# WHAT IS BEING ASKED:
Repeat each record that follows, keeping it identical.
* * * * *
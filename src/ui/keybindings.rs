use crate::app::{App, Pane};
use crate::ui::styles::{error_style, hint_style};
use ratatui::{
    layout::Rect,
    text::{Line, Span},
    widgets::Paragraph,
    Frame,
};

/// Render the keybindings hint bar, or a pending status message
pub fn render_keybindings(f: &mut Frame, app: &App, area: Rect) {
    let variant = app.theme_variant();

    if let Some(status) = &app.status {
        let paragraph =
            Paragraph::new(Line::raw(format!(" {}", status))).style(error_style(variant));
        f.render_widget(paragraph, area);
        return;
    }

    let hints = match app.focused_pane {
        Pane::Tasks => Line::from(vec![
            Span::raw(" ↑/↓ select   "),
            Span::raw("Enter start/stop   "),
            Span::raw("a add   "),
            Span::raw("r rename   "),
            Span::raw("s state   "),
            Span::raw("d delete   "),
            Span::raw("f filter   "),
            Span::raw("w window   "),
            Span::raw("t theme   "),
            Span::raw("Tab sessions   "),
            Span::raw("q quit"),
        ]),
        Pane::Sessions => Line::from(vec![
            Span::raw(" ↑/↓ select   "),
            Span::raw("e edit   "),
            Span::raw("p split   "),
            Span::raw("m move   "),
            Span::raw("d delete   "),
            Span::raw("Tab tasks   "),
            Span::raw("q quit"),
        ]),
    };

    let paragraph = Paragraph::new(hints).style(hint_style(variant));
    f.render_widget(paragraph, area);
}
* * * * *
# THE COMPLETED TASK:
filename src/ui/keybindings.rs
use crate::app::{App, Pane};
use crate::ui::styles::{error_style, hint_style};
use ratatui::{
    layout::Rect,
    text::{Line, Span},
    widgets::Paragraph,
    Frame,
};

/// Render the keybindings hint bar, or a pending status message
pub fn render_keybindings(f: &mut Frame, app: &App, area: Rect) {
    let variant = app.theme_variant();

    if let Some(status) = &app.status {
        let paragraph =
            Paragraph::new(Line::raw(format!(" {}", status))).style(error_style(variant));
        f.render_widget(paragraph, area);
        return;
    }

    let hints = match app.focused_pane {
        Pane::Tasks => Line::from(vec![
            Span::raw(" ↑/↓ select   "),
            Span::raw("Enter start/stop   "),
            Span::raw("a add   "),
            Span::raw("r rename   "),
            Span::raw("s state   "),
            Span::raw("d delete   "),
            Span::raw("f filter   "),
            Span::raw("w window   "),
            Span::raw("t theme   "),
            Span::raw("Tab sessions   "),
            Span::raw("q quit"),
        ]),
        Pane::Sessions => Line::from(vec![
            Span::raw(" ↑/↓ select   "),
            Span::raw("e edit   "),
            Span::raw("p split   "),
            Span::raw("m move   "),
            Span::raw("d delete   "),
            Span::raw("Tab tasks   "),
            Span::raw("q quit"),
        ]),
    };

    let paragraph = Paragraph::new(hints).style(hint_style(variant));
    f.render_widget(paragraph, area);
}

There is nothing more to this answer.